What you should do
Report the number of lines in the entries below that include the word "insights", and nothing else.

Source data
┄┄┄┄┄┄

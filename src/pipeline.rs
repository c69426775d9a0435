use crate::aggregate::Aggregates;
use crate::config::EngineConfig;
use crate::insights::build_insights;
use crate::normalize::normalize_rows_with_marker;
use crate::rank::average_amount;
use crate::types::{Dataset, Insight, NormalizedRow, RawRow, Summary};
use serde::Serialize;
use std::collections::HashSet;
use tracing::info;

/// Everything the dashboard shows for one upload. Built in one synchronous
/// pass and replaced wholesale on the next load.
#[derive(Debug, Clone, Serialize)]
pub struct Analysis {
    pub dataset: Dataset,
    pub summary: Summary,
    pub aggregates: Aggregates,
    pub monthly_average: f64,
    pub weekly_average: f64,
    pub insights: Vec<Insight>,
}

impl Analysis {
    pub fn run(raws: &[RawRow], config: &EngineConfig) -> Self {
        Self::from_dataset(normalize_rows_with_marker(raws, config.flag_marker), config)
    }

    pub fn from_dataset(dataset: Dataset, config: &EngineConfig) -> Self {
        let summary = summarize(&dataset.rows);
        let aggregates = Aggregates::build(&dataset.rows);
        let insights = build_insights(&aggregates, config);
        info!(
            clients = aggregates.by_client.len(),
            months = aggregates.by_month.len(),
            insights = insights.len(),
            "analysis ready"
        );
        Self {
            monthly_average: average_amount(&aggregates.by_month),
            weekly_average: average_amount(&aggregates.by_week),
            dataset,
            summary,
            aggregates,
            insights,
        }
    }
}

pub fn summarize(rows: &[NormalizedRow]) -> Summary {
    let total_amount: f64 = rows.iter().map(|r| r.amount).sum();
    let total_quantity: f64 = rows.iter().map(|r| r.quantity).sum();
    let average_order_value = if rows.is_empty() {
        0.0
    } else {
        total_amount / rows.len() as f64
    };
    let clients: HashSet<&str> = rows.iter().map(|r| r.client.as_str()).collect();
    let items: HashSet<&str> = rows.iter().map(|r| r.item.as_str()).collect();
    Summary {
        total_amount,
        total_quantity,
        order_count: rows.len(),
        average_order_value,
        client_count: clients.len(),
        item_count: items.len(),
        first_date: rows.iter().filter_map(|r| r.date).min(),
        last_date: rows.iter().filter_map(|r| r.date).max(),
    }
}

#[cfg(test)]
mod tests {
    use super::*;
    use crate::sample::sample_rows;
    use chrono::NaiveDate;

    #[test]
    fn summary_of_sample_sheet() {
        let analysis = Analysis::run(&sample_rows(), &EngineConfig::default());
        let summary = &analysis.summary;
        assert_eq!(summary.order_count, 12);
        assert_eq!(summary.client_count, 4);
        assert_eq!(summary.total_amount, 1_938_600.0);
        assert_eq!(summary.average_order_value, 161_550.0);
        assert_eq!(summary.first_date, NaiveDate::from_ymd_opt(2024, 4, 3));
        assert_eq!(summary.last_date, NaiveDate::from_ymd_opt(2024, 6, 27));
        // April 548,000 + May 657,600 + June 733,000 over three months.
        assert_eq!(analysis.monthly_average, 646_200.0);
    }

    #[test]
    fn flag_marker_comes_from_config() {
        let raws = vec![
            serde_json::json!({"日付": "2024-01-05", "顧客名": "Acme", "金額": 100, "デザイン": "x"})
                .as_object()
                .cloned()
                .unwrap(),
        ];
        let default = Analysis::run(&raws, &EngineConfig::default());
        assert!(!default.dataset.rows[0].design);
        let config = EngineConfig {
            flag_marker: 'x',
            ..Default::default()
        };
        let custom = Analysis::run(&raws, &config);
        assert!(custom.dataset.rows[0].design);
        assert_eq!(custom.aggregates.by_client[0].flags.map(|f| f.design), Some(1));
    }

    #[test]
    fn summary_of_nothing() {
        assert_eq!(summarize(&[]), Summary::default());
    }
}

┄┄┄┄┄┄

Your response
5